**What you are asked to do:** Could you reproduce every record below exactly as written?

**Data excerpts:**
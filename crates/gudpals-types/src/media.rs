use serde::{Deserialize, Serialize};
use uuid::Uuid;

/// Identity of one participant inside a live video channel.
pub type PeerId = Uuid;

/// A host publishes tracks; an audience member only subscribes.
#[derive(Debug, Clone, Copy, PartialEq, Eq, Hash, Serialize, Deserialize)]
#[serde(rename_all = "lowercase")]
pub enum ChannelRole {
    Host,
    Audience,
}

impl ChannelRole {
    /// Whether a token minted for `self` may join as `requested`.
    pub fn permits(self, requested: ChannelRole) -> bool {
        matches!((self, requested), (Self::Host, _) | (Self::Audience, Self::Audience))
    }
}

#[derive(Debug, Clone, Copy, PartialEq, Eq, Hash, Serialize, Deserialize)]
#[serde(rename_all = "lowercase")]
pub enum TrackKind {
    Audio,
    Video,
}

/// Asynchronous notifications delivered to a channel participant.
#[derive(Debug, Clone, PartialEq, Eq, Serialize, Deserialize)]
#[serde(tag = "type", content = "data")]
pub enum MediaEvent {
    PeerPublished { peer: PeerId, kind: TrackKind },
    PeerUnpublished { peer: PeerId, kind: TrackKind },
    PeerLeft { peer: PeerId },
}

/// A subscribed remote track, ready to render.
#[derive(Debug, Clone, PartialEq, Eq, Hash, Serialize, Deserialize)]
pub struct RemoteTrack {
    pub channel: String,
    pub peer: PeerId,
    pub kind: TrackKind,
}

**Solution for this exercise:**
filename crates/gudpals-types/src/media.rs
use serde::{Deserialize, Serialize};
use uuid::Uuid;

/// Identity of one participant inside a live video channel.
pub type PeerId = Uuid;

/// A host publishes tracks; an audience member only subscribes.
#[derive(Debug, Clone, Copy, PartialEq, Eq, Hash, Serialize, Deserialize)]
#[serde(rename_all = "lowercase")]
pub enum ChannelRole {
    Host,
    Audience,
}

impl ChannelRole {
    /// Whether a token minted for `self` may join as `requested`.
    pub fn permits(self, requested: ChannelRole) -> bool {
        matches!((self, requested), (Self::Host, _) | (Self::Audience, Self::Audience))
    }
}

#[derive(Debug, Clone, Copy, PartialEq, Eq, Hash, Serialize, Deserialize)]
#[serde(rename_all = "lowercase")]
pub enum TrackKind {
    Audio,
    Video,
}

/// Asynchronous notifications delivered to a channel participant.
#[derive(Debug, Clone, PartialEq, Eq, Serialize, Deserialize)]
#[serde(tag = "type", content = "data")]
pub enum MediaEvent {
    PeerPublished { peer: PeerId, kind: TrackKind },
    PeerUnpublished { peer: PeerId, kind: TrackKind },
    PeerLeft { peer: PeerId },
}

/// A subscribed remote track, ready to render.
#[derive(Debug, Clone, PartialEq, Eq, Hash, Serialize, Deserialize)]
pub struct RemoteTrack {
    pub channel: String,
    pub peer: PeerId,
    pub kind: TrackKind,
}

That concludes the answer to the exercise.